Description of the task »
The entries below are to be repeated verbatim, in full.

——

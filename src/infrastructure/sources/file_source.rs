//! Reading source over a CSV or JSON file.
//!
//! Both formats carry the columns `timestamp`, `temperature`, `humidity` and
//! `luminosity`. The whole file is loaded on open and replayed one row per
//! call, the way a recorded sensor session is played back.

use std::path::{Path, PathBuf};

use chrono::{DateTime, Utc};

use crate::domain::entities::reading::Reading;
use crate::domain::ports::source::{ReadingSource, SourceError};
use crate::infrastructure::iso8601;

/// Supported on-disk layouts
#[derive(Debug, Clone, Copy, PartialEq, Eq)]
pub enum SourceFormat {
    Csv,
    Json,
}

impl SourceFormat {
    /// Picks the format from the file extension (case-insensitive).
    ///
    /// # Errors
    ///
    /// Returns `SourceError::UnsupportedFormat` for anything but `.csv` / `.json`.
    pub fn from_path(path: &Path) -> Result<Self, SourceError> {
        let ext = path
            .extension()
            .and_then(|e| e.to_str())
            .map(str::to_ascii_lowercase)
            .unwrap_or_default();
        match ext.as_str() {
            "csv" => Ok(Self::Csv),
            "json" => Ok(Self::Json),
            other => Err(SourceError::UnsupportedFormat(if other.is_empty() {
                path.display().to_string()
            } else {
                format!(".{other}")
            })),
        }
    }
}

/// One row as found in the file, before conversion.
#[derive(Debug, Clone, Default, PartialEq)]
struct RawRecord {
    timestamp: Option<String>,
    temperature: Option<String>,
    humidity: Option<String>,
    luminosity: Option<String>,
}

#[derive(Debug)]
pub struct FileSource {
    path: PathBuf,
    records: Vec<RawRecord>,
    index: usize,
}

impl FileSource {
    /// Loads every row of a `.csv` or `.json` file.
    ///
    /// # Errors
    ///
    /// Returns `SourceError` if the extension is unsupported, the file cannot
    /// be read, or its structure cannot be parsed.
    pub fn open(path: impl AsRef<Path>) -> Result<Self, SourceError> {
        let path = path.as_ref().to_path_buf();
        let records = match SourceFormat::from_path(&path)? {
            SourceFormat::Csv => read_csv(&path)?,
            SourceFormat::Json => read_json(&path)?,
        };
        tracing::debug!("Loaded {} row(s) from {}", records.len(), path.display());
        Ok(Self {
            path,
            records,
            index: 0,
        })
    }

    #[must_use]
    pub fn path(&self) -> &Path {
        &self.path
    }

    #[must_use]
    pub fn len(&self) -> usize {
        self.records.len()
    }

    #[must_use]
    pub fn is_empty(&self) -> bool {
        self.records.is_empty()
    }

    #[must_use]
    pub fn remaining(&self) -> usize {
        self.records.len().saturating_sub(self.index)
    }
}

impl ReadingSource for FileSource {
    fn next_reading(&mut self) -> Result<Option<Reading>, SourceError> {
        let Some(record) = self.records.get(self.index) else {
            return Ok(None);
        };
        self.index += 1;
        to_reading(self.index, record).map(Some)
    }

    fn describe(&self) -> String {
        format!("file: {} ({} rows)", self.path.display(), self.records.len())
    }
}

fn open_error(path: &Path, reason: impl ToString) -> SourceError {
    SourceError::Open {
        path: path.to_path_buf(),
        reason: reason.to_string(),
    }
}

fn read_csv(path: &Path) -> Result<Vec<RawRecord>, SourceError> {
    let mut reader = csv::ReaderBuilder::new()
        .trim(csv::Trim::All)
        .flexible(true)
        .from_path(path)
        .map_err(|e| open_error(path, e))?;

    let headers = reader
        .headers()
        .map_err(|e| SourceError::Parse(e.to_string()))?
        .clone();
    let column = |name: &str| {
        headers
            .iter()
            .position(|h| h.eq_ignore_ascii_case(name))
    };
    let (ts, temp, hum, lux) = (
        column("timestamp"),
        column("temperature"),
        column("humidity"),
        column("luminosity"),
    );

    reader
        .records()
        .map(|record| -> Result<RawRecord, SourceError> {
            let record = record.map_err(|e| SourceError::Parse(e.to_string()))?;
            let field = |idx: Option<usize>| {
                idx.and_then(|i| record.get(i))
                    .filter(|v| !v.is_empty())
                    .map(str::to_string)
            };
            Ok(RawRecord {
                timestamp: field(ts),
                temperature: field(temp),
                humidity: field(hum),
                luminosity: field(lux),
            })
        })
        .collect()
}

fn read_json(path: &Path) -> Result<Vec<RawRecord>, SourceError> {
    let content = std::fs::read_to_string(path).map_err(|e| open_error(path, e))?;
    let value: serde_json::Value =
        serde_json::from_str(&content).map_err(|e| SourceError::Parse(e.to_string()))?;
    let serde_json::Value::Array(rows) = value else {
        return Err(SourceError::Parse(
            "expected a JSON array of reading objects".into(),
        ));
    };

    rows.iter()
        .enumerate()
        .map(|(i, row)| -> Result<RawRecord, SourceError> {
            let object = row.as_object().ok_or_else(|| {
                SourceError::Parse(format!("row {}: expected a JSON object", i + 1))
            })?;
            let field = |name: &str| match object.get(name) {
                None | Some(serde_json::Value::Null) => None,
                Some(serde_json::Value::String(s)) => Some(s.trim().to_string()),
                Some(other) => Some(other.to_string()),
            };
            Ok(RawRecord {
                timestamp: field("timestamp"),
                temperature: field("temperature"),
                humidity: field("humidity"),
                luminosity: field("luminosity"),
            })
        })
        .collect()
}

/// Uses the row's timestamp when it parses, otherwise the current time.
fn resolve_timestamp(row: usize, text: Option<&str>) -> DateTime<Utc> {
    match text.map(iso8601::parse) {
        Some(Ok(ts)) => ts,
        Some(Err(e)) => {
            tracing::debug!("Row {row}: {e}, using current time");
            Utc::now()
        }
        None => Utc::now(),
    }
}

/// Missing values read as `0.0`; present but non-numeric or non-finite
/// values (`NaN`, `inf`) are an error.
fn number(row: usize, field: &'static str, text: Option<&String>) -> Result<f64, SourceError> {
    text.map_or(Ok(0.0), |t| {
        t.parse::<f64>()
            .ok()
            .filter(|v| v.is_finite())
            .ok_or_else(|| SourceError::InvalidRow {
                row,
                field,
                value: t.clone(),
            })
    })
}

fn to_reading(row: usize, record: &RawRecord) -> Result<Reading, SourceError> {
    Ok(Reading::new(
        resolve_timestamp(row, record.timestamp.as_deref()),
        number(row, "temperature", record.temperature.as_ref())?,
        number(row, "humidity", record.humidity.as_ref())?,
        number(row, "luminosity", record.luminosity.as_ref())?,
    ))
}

——

Answer to this task »
filename src/infrastructure/sources/file_source.rs
//! Reading source over a CSV or JSON file.
//!
//! Both formats carry the columns `timestamp`, `temperature`, `humidity` and
//! `luminosity`. The whole file is loaded on open and replayed one row per
//! call, the way a recorded sensor session is played back.

use std::path::{Path, PathBuf};

use chrono::{DateTime, Utc};

use crate::domain::entities::reading::Reading;
use crate::domain::ports::source::{ReadingSource, SourceError};
use crate::infrastructure::iso8601;

/// Supported on-disk layouts
#[derive(Debug, Clone, Copy, PartialEq, Eq)]
pub enum SourceFormat {
    Csv,
    Json,
}

impl SourceFormat {
    /// Picks the format from the file extension (case-insensitive).
    ///
    /// # Errors
    ///
    /// Returns `SourceError::UnsupportedFormat` for anything but `.csv` / `.json`.
    pub fn from_path(path: &Path) -> Result<Self, SourceError> {
        let ext = path
            .extension()
            .and_then(|e| e.to_str())
            .map(str::to_ascii_lowercase)
            .unwrap_or_default();
        match ext.as_str() {
            "csv" => Ok(Self::Csv),
            "json" => Ok(Self::Json),
            other => Err(SourceError::UnsupportedFormat(if other.is_empty() {
                path.display().to_string()
            } else {
                format!(".{other}")
            })),
        }
    }
}

/// One row as found in the file, before conversion.
#[derive(Debug, Clone, Default, PartialEq)]
struct RawRecord {
    timestamp: Option<String>,
    temperature: Option<String>,
    humidity: Option<String>,
    luminosity: Option<String>,
}

#[derive(Debug)]
pub struct FileSource {
    path: PathBuf,
    records: Vec<RawRecord>,
    index: usize,
}

impl FileSource {
    /// Loads every row of a `.csv` or `.json` file.
    ///
    /// # Errors
    ///
    /// Returns `SourceError` if the extension is unsupported, the file cannot
    /// be read, or its structure cannot be parsed.
    pub fn open(path: impl AsRef<Path>) -> Result<Self, SourceError> {
        let path = path.as_ref().to_path_buf();
        let records = match SourceFormat::from_path(&path)? {
            SourceFormat::Csv => read_csv(&path)?,
            SourceFormat::Json => read_json(&path)?,
        };
        tracing::debug!("Loaded {} row(s) from {}", records.len(), path.display());
        Ok(Self {
            path,
            records,
            index: 0,
        })
    }

    #[must_use]
    pub fn path(&self) -> &Path {
        &self.path
    }

    #[must_use]
    pub fn len(&self) -> usize {
        self.records.len()
    }

    #[must_use]
    pub fn is_empty(&self) -> bool {
        self.records.is_empty()
    }

    #[must_use]
    pub fn remaining(&self) -> usize {
        self.records.len().saturating_sub(self.index)
    }
}

impl ReadingSource for FileSource {
    fn next_reading(&mut self) -> Result<Option<Reading>, SourceError> {
        let Some(record) = self.records.get(self.index) else {
            return Ok(None);
        };
        self.index += 1;
        to_reading(self.index, record).map(Some)
    }

    fn describe(&self) -> String {
        format!("file: {} ({} rows)", self.path.display(), self.records.len())
    }
}

fn open_error(path: &Path, reason: impl ToString) -> SourceError {
    SourceError::Open {
        path: path.to_path_buf(),
        reason: reason.to_string(),
    }
}

fn read_csv(path: &Path) -> Result<Vec<RawRecord>, SourceError> {
    let mut reader = csv::ReaderBuilder::new()
        .trim(csv::Trim::All)
        .flexible(true)
        .from_path(path)
        .map_err(|e| open_error(path, e))?;

    let headers = reader
        .headers()
        .map_err(|e| SourceError::Parse(e.to_string()))?
        .clone();
    let column = |name: &str| {
        headers
            .iter()
            .position(|h| h.eq_ignore_ascii_case(name))
    };
    let (ts, temp, hum, lux) = (
        column("timestamp"),
        column("temperature"),
        column("humidity"),
        column("luminosity"),
    );

    reader
        .records()
        .map(|record| -> Result<RawRecord, SourceError> {
            let record = record.map_err(|e| SourceError::Parse(e.to_string()))?;
            let field = |idx: Option<usize>| {
                idx.and_then(|i| record.get(i))
                    .filter(|v| !v.is_empty())
                    .map(str::to_string)
            };
            Ok(RawRecord {
                timestamp: field(ts),
                temperature: field(temp),
                humidity: field(hum),
                luminosity: field(lux),
            })
        })
        .collect()
}

fn read_json(path: &Path) -> Result<Vec<RawRecord>, SourceError> {
    let content = std::fs::read_to_string(path).map_err(|e| open_error(path, e))?;
    let value: serde_json::Value =
        serde_json::from_str(&content).map_err(|e| SourceError::Parse(e.to_string()))?;
    let serde_json::Value::Array(rows) = value else {
        return Err(SourceError::Parse(
            "expected a JSON array of reading objects".into(),
        ));
    };

    rows.iter()
        .enumerate()
        .map(|(i, row)| -> Result<RawRecord, SourceError> {
            let object = row.as_object().ok_or_else(|| {
                SourceError::Parse(format!("row {}: expected a JSON object", i + 1))
            })?;
            let field = |name: &str| match object.get(name) {
                None | Some(serde_json::Value::Null) => None,
                Some(serde_json::Value::String(s)) => Some(s.trim().to_string()),
                Some(other) => Some(other.to_string()),
            };
            Ok(RawRecord {
                timestamp: field("timestamp"),
                temperature: field("temperature"),
                humidity: field("humidity"),
                luminosity: field("luminosity"),
            })
        })
        .collect()
}

/// Uses the row's timestamp when it parses, otherwise the current time.
fn resolve_timestamp(row: usize, text: Option<&str>) -> DateTime<Utc> {
    match text.map(iso8601::parse) {
        Some(Ok(ts)) => ts,
        Some(Err(e)) => {
            tracing::debug!("Row {row}: {e}, using current time");
            Utc::now()
        }
        None => Utc::now(),
    }
}

/// Missing values read as `0.0`; present but non-numeric or non-finite
/// values (`NaN`, `inf`) are an error.
fn number(row: usize, field: &'static str, text: Option<&String>) -> Result<f64, SourceError> {
    text.map_or(Ok(0.0), |t| {
        t.parse::<f64>()
            .ok()
            .filter(|v| v.is_finite())
            .ok_or_else(|| SourceError::InvalidRow {
                row,
                field,
                value: t.clone(),
            })
    })
}

fn to_reading(row: usize, record: &RawRecord) -> Result<Reading, SourceError> {
    Ok(Reading::new(
        resolve_timestamp(row, record.timestamp.as_deref()),
        number(row, "temperature", record.temperature.as_ref())?,
        number(row, "humidity", record.humidity.as_ref())?,
        number(row, "luminosity", record.luminosity.as_ref())?,
    ))
}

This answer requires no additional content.